Alvos da concorrência desleal provocada pela entrada de sapatos vindos de países asiáticos, os calçadistas de Franca reivindicarão no próximo dia 20, em Brasília, a expansão de medidas para barrar essas importações. Na ocasião eles estarão representados pelo presidente do Sindifranca (Sindicato da Indústria de Calçados de Franca), José Carlos Brigagão do Couto, e pelo empresário Carlos Roberto de Paula, que participarão de uma audiência pública pleiteada pela Abicalçados (Associação Brasileira das Indústrias de Calçados) com o intuito de proteger a indústria calçadista brasileira.
O encontro acontecerá na sede do Ministério do Desenvolvimento, Indústria e Comércio Exterior e também terá a participação de outros dirigentes de pólos calçadistas, além de exportadores e importadores. O pedido de extensão do direito antidumping é principalmente contra produtos oriundos de Taiwan, Vietnã e Indonésia.
A solicitação ao Governo Federal para que amplie a tarifa aos demais países foi feita pela Abicalçados no começo do ano passado. Na ocasião, os calçadista denunciaram a existência de uma fraude nas medidas antidumping por meio da China, que estaria encaminhando seus produtos através desses países. A prática é chamada de triangulação.
Na audiência de terça-feira, a Associação apresentará dados que mostram os efeitos danosos causados pelo aumento das importações ilegais. “São dados colhidos em todos os pólos, que mostram a queda na produção e o desemprego”, informou a assessoria de imprensa da Abicalçados, que não revelou números por questões de estratégia.

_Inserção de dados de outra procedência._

//! Hat switches, two per 32-bit hat word.
//!
//! A discrete hat stores a direction index in the low nibble of its
//! half-word; a continuous hat stores hundredths of a degree in all 16 bits.
//! Both accept either representation and convert. `-1` is neutral.

use crate::state::StateBuffer;
use serde::Serialize;
use tracing::trace;
use vjoy_protocol::{HatState, MAX_HATS};

const NIBBLE: u32 = 0xF;
const HALF_WORD: u32 = 0xFFFF;
const QUARTER_TURN: i32 = 9000;

#[derive(Clone, Copy, Debug, PartialEq, Eq, Serialize)]
#[serde(tag = "kind", rename_all = "lowercase")]
pub enum HatSlot {
    Discrete { word: usize, shift: u32 },
    Continuous { word: usize, shift: u32 },
}

impl HatSlot {
    pub const fn discrete(index: usize) -> Self {
        HatSlot::Discrete { word: index / 2, shift: (index % 2) as u32 * 16 }
    }

    pub const fn continuous(index: usize) -> Self {
        HatSlot::Continuous { word: index / 2, shift: (index % 2) as u32 * 16 }
    }

    pub const fn position(self) -> (usize, u32) {
        match self {
            HatSlot::Discrete { word, shift } | HatSlot::Continuous { word, shift } => {
                (word, shift)
            }
        }
    }

    pub const fn is_continuous(self) -> bool {
        matches!(self, HatSlot::Continuous { .. })
    }
}

/// Assign hat indices: discrete hats first, continuous ones continue the
/// sequence. Hats past [`MAX_HATS`] have no word to live in and are dropped.
pub fn assign_hats(discrete: usize, continuous: usize) -> Vec<HatSlot> {
    (0..discrete)
        .map(HatSlot::discrete)
        .chain((discrete..discrete + continuous).map(HatSlot::continuous))
        .take(MAX_HATS)
        .collect()
}

/// Write access to one hat of a device's state buffer.
pub struct Hat<'a> {
    index: usize,
    slot: HatSlot,
    exists: bool,
    buf: &'a mut StateBuffer,
}

impl<'a> Hat<'a> {
    pub(crate) fn new(index: usize, slot: Option<HatSlot>, buf: &'a mut StateBuffer) -> Self {
        match slot {
            Some(slot) => Self { index, slot, exists: true, buf },
            None => Self { index, slot: HatSlot::discrete(0), exists: false, buf },
        }
    }

    pub fn index(&self) -> usize {
        self.index
    }

    pub fn exists(&self) -> bool {
        self.exists
    }

    pub fn slot(&self) -> HatSlot {
        self.slot
    }

    fn word(&self) -> Option<usize> {
        self.exists.then_some(self.slot.position().0)
    }

    /// The hat's 16-bit half-word as stored.
    pub fn raw(&self) -> u16 {
        let (_, shift) = self.slot.position();
        ((self.buf.hat_word(self.word()) >> shift) & HALF_WORD) as u16
    }

    /// Current position, rounded to the nearest direction for continuous hats.
    pub fn state(&self) -> HatState {
        let raw = u32::from(self.raw());
        match self.slot {
            HatSlot::Discrete { .. } => HatState::from_nibble(raw),
            HatSlot::Continuous { .. } if raw == HALF_WORD => HatState::Off,
            HatSlot::Continuous { .. } => {
                HatState::from_nibble((raw + 4500) / QUARTER_TURN as u32 % 4)
            }
        }
    }

    /// Replace the `mask` bits of this hat's half-word, leaving the other
    /// hat in the word untouched.
    fn write(&mut self, mask: u32, value: i32) {
        let word = self.word();
        if word.is_none() {
            trace!(hat = self.index, value, "write to absent hat discarded");
        }
        let (_, shift) = self.slot.position();
        let w = self.buf.hat_word_mut(word);
        *w = (*w & !(mask << shift)) | ((value as u32 & mask) << shift);
    }

    pub fn set_discrete(&mut self, state: HatState) {
        match self.slot {
            HatSlot::Discrete { .. } => self.write(NIBBLE, state.raw()),
            HatSlot::Continuous { .. } => {
                let v = state.raw();
                self.write(HALF_WORD, if v > 0 { v * QUARTER_TURN } else { v });
            }
        }
    }

    /// Hundredths of a degree, `0..36000`, or `-1` for neutral. Discrete
    /// hats snap to the nearest of the four directions.
    pub fn set_degree_percent(&mut self, value: i32) {
        match self.slot {
            HatSlot::Discrete { .. } => {
                let v = if value > 0 {
                    ((i64::from(value) + 4500) / i64::from(QUARTER_TURN) % 4) as i32
                } else {
                    value
                };
                self.write(HALF_WORD, v);
            }
            HatSlot::Continuous { .. } => self.write(HALF_WORD, value),
        }
    }
}

#[cfg(test)]
mod tests {
    use super::*;
    use vjoy_protocol::{DeviceId, HATS_NEUTRAL};

    fn buffer() -> StateBuffer {
        StateBuffer::new(DeviceId::new(1).unwrap())
    }

    #[test]
    fn hats_assigned_discrete_first() {
        let slots = assign_hats(2, 3);
        assert_eq!(slots.len(), 5);
        assert_eq!(slots[0], HatSlot::Discrete { word: 0, shift: 0 });
        assert_eq!(slots[1], HatSlot::Discrete { word: 0, shift: 16 });
        assert_eq!(slots[2], HatSlot::Continuous { word: 1, shift: 0 });
        assert_eq!(slots[4], HatSlot::Continuous { word: 2, shift: 0 });
        assert_eq!(assign_hats(4, 6).len(), MAX_HATS);
    }

    #[test]
    fn continuous_accepts_directions() {
        let mut buf = buffer();
        let mut hat = Hat::new(0, Some(HatSlot::continuous(0)), &mut buf);
        hat.set_discrete(HatState::East);
        assert_eq!(hat.raw(), 9000);
        hat.set_discrete(HatState::West);
        assert_eq!(hat.raw(), 27000);
        hat.set_discrete(HatState::North);
        assert_eq!(hat.raw(), 0);
        hat.set_discrete(HatState::Off);
        assert_eq!(hat.raw(), 0xFFFF);
        assert_eq!(hat.state(), HatState::Off);
    }

    #[test]
    fn continuous_stores_degrees_verbatim() {
        let mut buf = buffer();
        let mut hat = Hat::new(1, Some(HatSlot::continuous(1)), &mut buf);
        hat.set_degree_percent(12345);
        assert_eq!(hat.raw(), 12345);
        assert_eq!(hat.state(), HatState::East);
        hat.set_degree_percent(-1);
        assert_eq!(hat.raw(), 0xFFFF);
    }

    #[test]
    fn discrete_snaps_degrees() {
        let mut buf = buffer();
        let mut hat = Hat::new(0, Some(HatSlot::discrete(0)), &mut buf);
        hat.set_degree_percent(13500);
        assert_eq!(hat.raw(), 2);
        assert_eq!(hat.state(), HatState::South);
        hat.set_degree_percent(35000);
        assert_eq!(hat.state(), HatState::North);
        hat.set_degree_percent(-1);
        assert_eq!(hat.state(), HatState::Off);
        hat.set_degree_percent(0);
        assert_eq!(hat.state(), HatState::North);
    }

    #[test]
    fn discrete_writes_the_low_nibble() {
        let mut buf = buffer();
        let mut hat = Hat::new(0, Some(HatSlot::discrete(0)), &mut buf);
        hat.set_discrete(HatState::West);
        assert_eq!(hat.raw(), 0xFFF3);
        assert_eq!(hat.state(), HatState::West);
        hat.set_discrete(HatState::Off);
        assert_eq!(hat.raw(), 0xFFFF);
    }

    #[test]
    fn neighbours_in_one_word_are_independent() {
        let mut buf = buffer();
        Hat::new(0, Some(HatSlot::continuous(0)), &mut buf).set_degree_percent(18000);
        assert_eq!(buf.position().hats, 0xFFFF_0000 | 18000);

        Hat::new(1, Some(HatSlot::discrete(1)), &mut buf).set_discrete(HatState::East);
        assert_eq!(buf.position().hats, 0xFFF1_0000 | 18000);

        Hat::new(0, Some(HatSlot::continuous(0)), &mut buf).set_discrete(HatState::Off);
        assert_eq!(buf.position().hats, 0xFFF1_FFFF);
    }

    #[test]
    fn absent_hat_is_a_no_op() {
        let mut buf = buffer();
        let mut hat = Hat::new(5, None, &mut buf);
        assert!(!hat.exists());
        hat.set_discrete(HatState::South);
        hat.set_degree_percent(9000);
        for w in 0..4 {
            assert_eq!(buf.position().hat_word(w), Some(HATS_NEUTRAL));
        }
    }
}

Além da apresentação da defesa, na audiência os calçadistas vão reforçar que somente a taxação de US$ 13,85 mais os 30% de taxa sobre o valor total de cada par de calçado vindo de fora conseguirá reter o crescimento da participação desses países no Brasil. Segundo estatísticas do Sindifranca (Sindicado das Indústrias de Calçados de Franca), na comparação entre janeiro do ano passado e o mesmo período deste ano as importações de calçados do Vietnã, por exemplo, aumentaram de 25% para 37%. “Os pólos estão sendo lesados e Franca não fica de fora. Precisamos provar que está tendo a triangulação e que é necessário estender as medidas antidumping para outros países”, disse o presidente do Sindifranca, José Carlos Brigagão.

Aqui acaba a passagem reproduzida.